Ato em Porto Alegre também denuncia precarização, jornadas de até 12 horas e falta de vínculo formal com as plataformas
Entregadores de aplicativos realizaram, na manhã desta segunda-feira (27), um ato na Esquina Democrática, em Porto Alegre, contra a nova modalidade do iFood, chamada “+ Entregas”. Segundo os trabalhadores, o programa reduz os ganhos para até R$ 3 por entrega e aprofunda a precarização de uma atividade marcada por longas jornadas, baixos rendimentos e ausência de vínculo formal.
Após a manifestação, os entregadores saíram em caminhada pelas ruas do Centro Histórico até o Shopping Praia de Belas. A mobilização reuniu trabalhadores do iFood e da 99, além de representantes do movimento sindical.
Mais entregas, menos ganhos
Membro da Associação dos Ciclistas e Entregadores do Rio Grande do Sul (ACERGS), Márcio Bagão afirma que a nova modalidade obriga os trabalhadores a realizar mais entregas por valores cada vez menores.
“É mais entregas e menos ganhos. Uma entrega a R$ 3. A gente fica 12 horas na rua, sete dias na semana, para ganhar três pila por entrega. Não está fazendo mais sentido para nós. A gente precisa pagar as contas e tem família para sustentar”, denuncia.

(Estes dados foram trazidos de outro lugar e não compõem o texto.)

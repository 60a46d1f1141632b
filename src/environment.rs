use std::{
    cell::{Cell, RefCell},
    fmt,
    rc::Rc,
};

use indexmap::IndexMap;
use tracing::trace;

use crate::{
    ast::FunctionDecl,
    config::InterpreterConfig,
    diagnostics::{error, error_at, DiagnosticKind, Result, SourceSpan},
    host::{HostFunction, MathProvider, NativeFunction},
    value::{void_assignment, Value},
};

pub type EnvironmentRef = Rc<RefCell<Environment>>;

#[allow(clippy::approx_constant)]
pub const PI: f32 = 3.1415926;
#[allow(clippy::approx_constant)]
pub const E: f32 = 2.71828;

/// An entry of the root function table.
#[derive(Debug, Clone)]
pub enum Callable {
    Native(Rc<NativeFunction>),
    Scripted(Rc<FunctionDecl>),
}

/// Receives each line produced by `print`.
pub type PrintHandler = Rc<RefCell<Box<dyn FnMut(&str)>>>;

/// State owned by a root environment and referenced by all of its children.
struct Shared {
    functions: RefCell<IndexMap<String, Callable>>,
    print: PrintHandler,
    math: Rc<dyn MathProvider>,
    max_call_depth: usize,
    depth: Cell<usize>,
}

/// A scope: local variables plus a handle on the root's shared state.
/// Children resolve variables locally, then in the root, never further.
pub struct Environment {
    variables: IndexMap<String, Value>,
    root: Option<EnvironmentRef>,
    shared: Rc<Shared>,
}

impl Environment {
    /// A root environment with default settings.
    pub fn new() -> EnvironmentRef {
        Self::with_config(&InterpreterConfig::default())
    }

    pub fn with_config(config: &InterpreterConfig) -> EnvironmentRef {
        let stdout: Box<dyn FnMut(&str)> = Box::new(|line: &str| println!("{line}"));
        let shared = Shared {
            functions: RefCell::new(IndexMap::new()),
            print: Rc::new(RefCell::new(stdout)),
            math: config.math_provider.clone(),
            max_call_depth: config.max_call_depth,
            depth: Cell::new(0),
        };
        let mut variables = IndexMap::new();
        variables.insert("PI".to_string(), Value::Number(PI));
        variables.insert("E".to_string(), Value::Number(E));
        let env = Rc::new(RefCell::new(Self {
            variables,
            root: None,
            shared: Rc::new(shared),
        }));
        crate::stdlib::install(&env);
        env
    }

    /// A call frame whose variable fallback is the root of `env`.
    pub fn child(env: &EnvironmentRef) -> EnvironmentRef {
        let parent = env.borrow();
        let root = parent.root.clone().unwrap_or_else(|| env.clone());
        Rc::new(RefCell::new(Self {
            variables: IndexMap::new(),
            root: Some(root),
            shared: parent.shared.clone(),
        }))
    }

    pub fn is_root(&self) -> bool {
        self.root.is_none()
    }

    /// Reads `name` from this scope, then from the root scope.
    pub fn get(env: &EnvironmentRef, name: &str, span: SourceSpan) -> Result<Value> {
        let scope = env.borrow();
        if let Some(value) = scope.variables.get(name) {
            return Ok(value.clone());
        }
        if let Some(root) = &scope.root {
            if let Some(value) = root.borrow().variables.get(name) {
                return Ok(value.clone());
            }
        }
        Err(error_at(
            DiagnosticKind::UnresolvedName,
            format!("undefined variable `{name}`"),
            span,
        ))
    }

    /// Binds `name` in this scope. Ancestors are never written.
    pub fn set(&mut self, name: &str, value: Value, span: SourceSpan) -> Result<()> {
        if value.is_void() {
            return Err(void_assignment(name, span));
        }
        self.variables.insert(name.to_string(), value);
        Ok(())
    }

    /// Host-side variable write, without a source location.
    pub fn define(&mut self, name: &str, value: Value) -> Result<()> {
        self.set(name, value, SourceSpan::default())
    }

    pub fn local(&self, name: &str) -> Option<&Value> {
        self.variables.get(name)
    }

    pub fn variable_names(&self) -> Vec<String> {
        self.variables.keys().cloned().collect()
    }

    pub fn has_function(&self, name: &str) -> bool {
        self.shared.functions.borrow().contains_key(name)
    }

    pub fn function(&self, name: &str) -> Option<Callable> {
        self.shared.functions.borrow().get(name).cloned()
    }

    pub fn function_names(&self) -> Vec<String> {
        self.shared.functions.borrow().keys().cloned().collect()
    }

    /// Registers a typed host closure. Only a root environment may register.
    pub fn register<Args, F>(&self, name: &str, function: F) -> Result<()>
    where
        F: HostFunction<Args>,
    {
        self.register_native(function.into_native(name))
    }

    pub fn register_native(&self, function: NativeFunction) -> Result<()> {
        if !self.is_root() {
            return Err(error(
                DiagnosticKind::Registration,
                format!(
                    "cannot register function `{}` from a child environment",
                    function.name()
                ),
            ));
        }
        trace!(name = function.name(), arity = ?function.arity(), "register host function");
        self.define_function(
            function.name().to_string(),
            Callable::Native(Rc::new(function)),
        );
        Ok(())
    }

    /// Installs a scripted function into the root table, replacing any
    /// previous entry of the same name.
    pub(crate) fn declare_function(&self, decl: Rc<FunctionDecl>) {
        self.define_function(decl.name.clone(), Callable::Scripted(decl));
    }

    pub(crate) fn define_function(&self, name: String, callable: Callable) {
        self.shared.functions.borrow_mut().insert(name, callable);
    }

    pub fn set_print_handler(&self, handler: impl FnMut(&str) + 'static) {
        *self.shared.print.borrow_mut() = Box::new(handler);
    }

    pub(crate) fn print_handler(&self) -> PrintHandler {
        self.shared.print.clone()
    }

    pub fn math_provider(&self) -> Rc<dyn MathProvider> {
        self.shared.math.clone()
    }

    pub fn max_call_depth(&self) -> usize {
        self.shared.max_call_depth
    }

    /// Counts one more active call; the returned guard releases it on drop.
    pub(crate) fn enter_call(&self, span: SourceSpan) -> Result<CallGuard> {
        let depth = self.shared.depth.get();
        if depth >= self.shared.max_call_depth {
            return Err(error_at(
                DiagnosticKind::Resource,
                format!(
                    "maximum call depth of {} exceeded",
                    self.shared.max_call_depth
                ),
                span,
            ));
        }
        self.shared.depth.set(depth + 1);
        Ok(CallGuard {
            shared: self.shared.clone(),
        })
    }
}

pub(crate) struct CallGuard {
    shared: Rc<Shared>,
}

impl std::fmt::Debug for CallGuard {
    fn fmt(&self, f: &mut std::fmt::Formatter<'_>) -> std::fmt::Result {
        f.debug_struct("CallGuard").finish_non_exhaustive()
    }
}

impl Drop for CallGuard {
    fn drop(&mut self) {
        let depth = self.shared.depth.get();
        self.shared.depth.set(depth.saturating_sub(1));
    }
}

impl fmt::Debug for Environment {
    fn fmt(&self, f: &mut fmt::Formatter<'_>) -> fmt::Result {
        f.debug_struct("Environment")
            .field("root", &self.is_root())
            .field("variables", &self.variables)
            .field("functions", &self.function_names())
            .finish()
    }
}

#[cfg(test)]
mod tests {
    use super::*;

    const SPAN: SourceSpan = SourceSpan::new(0, 0);

    #[test]
    fn root_is_seeded_with_constants() {
        let env = Environment::new();
        assert_eq!(Environment::get(&env, "PI", SPAN).unwrap(), Value::Number(PI));
        assert_eq!(Environment::get(&env, "E", SPAN).unwrap(), Value::Number(E));
        assert!(env.borrow().is_root());
    }

    #[test]
    fn child_reads_root_but_writes_locally() {
        let root = Environment::new();
        root.borrow_mut().define("x", Value::Number(1.0)).unwrap();
        let child = Environment::child(&root);
        assert_eq!(Environment::get(&child, "x", SPAN).unwrap(), Value::Number(1.0));

        child.borrow_mut().define("x", Value::Number(2.0)).unwrap();
        assert_eq!(Environment::get(&child, "x", SPAN).unwrap(), Value::Number(2.0));
        assert_eq!(Environment::get(&root, "x", SPAN).unwrap(), Value::Number(1.0));
    }

    #[test]
    fn lookup_skips_intermediate_frames() {
        let root = Environment::new();
        let outer = Environment::child(&root);
        outer.borrow_mut().define("local", Value::Bool(true)).unwrap();
        let inner = Environment::child(&outer);
        let err = Environment::get(&inner, "local", SPAN).unwrap_err();
        assert_eq!(err.kind(), Some(DiagnosticKind::UnresolvedName));
    }

    #[test]
    fn void_is_rejected_on_write() {
        let env = Environment::new();
        let err = env.borrow_mut().define("v", Value::Void).unwrap_err();
        assert_eq!(err.kind(), Some(DiagnosticKind::VoidMisuse));
        assert!(env.borrow().local("v").is_none());
    }

    #[test]
    fn registration_requires_root() {
        let root = Environment::new();
        let child = Environment::child(&root);
        let err = child
            .borrow()
            .register("twice", |n: f32| n * 2.0)
            .unwrap_err();
        assert_eq!(err.kind(), Some(DiagnosticKind::Registration));

        root.borrow().register("twice", |n: f32| n * 2.0).unwrap();
        assert!(child.borrow().has_function("twice"));
    }

    #[test]
    fn call_depth_is_released_by_guard() {
        let config = InterpreterConfig {
            max_call_depth: 1,
            ..InterpreterConfig::default()
        };
        let env = Environment::with_config(&config);
        {
            let _guard = env.borrow().enter_call(SPAN).unwrap();
            let err = env.borrow().enter_call(SPAN).unwrap_err();
            assert_eq!(err.kind(), Some(DiagnosticKind::Resource));
        }
        assert!(env.borrow().enter_call(SPAN).is_ok());
    }
}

Eduardo Aquino, que trabalha há dois meses como entregador do iFood utilizando um patinete elétrico, relata que precisa trabalhar diariamente para garantir uma renda mínima. “Mesmo fazendo de segunda a segunda, todos os dias, ainda não me sobra dinheiro para sustentar tudo que eu preciso”, afirma.
O secretário de Organização e Política Sindical da CUT-RS, Alfredo Gonçalves, destacou que as plataformas lucram milhões enquanto deixam aos trabalhadores os custos e os riscos da atividade.
“Os entregadores ganham muito pouco, enquanto essas grandes empresas faturam milhões de dólares e não se preocupam com a saúde, o bem-estar e a qualidade de vida dos entregadores. Eles são trabalhadores dessas empresas, mas permanecem sem vínculo formal e sem direitos”, afirmou.
Para os trabalhadores, a mobilização é uma resposta à redução dos valores pagos pelas plataformas e à crescente precarização do trabalho por aplicativos. A categoria reivindica remuneração justa e melhores condições de trabalho.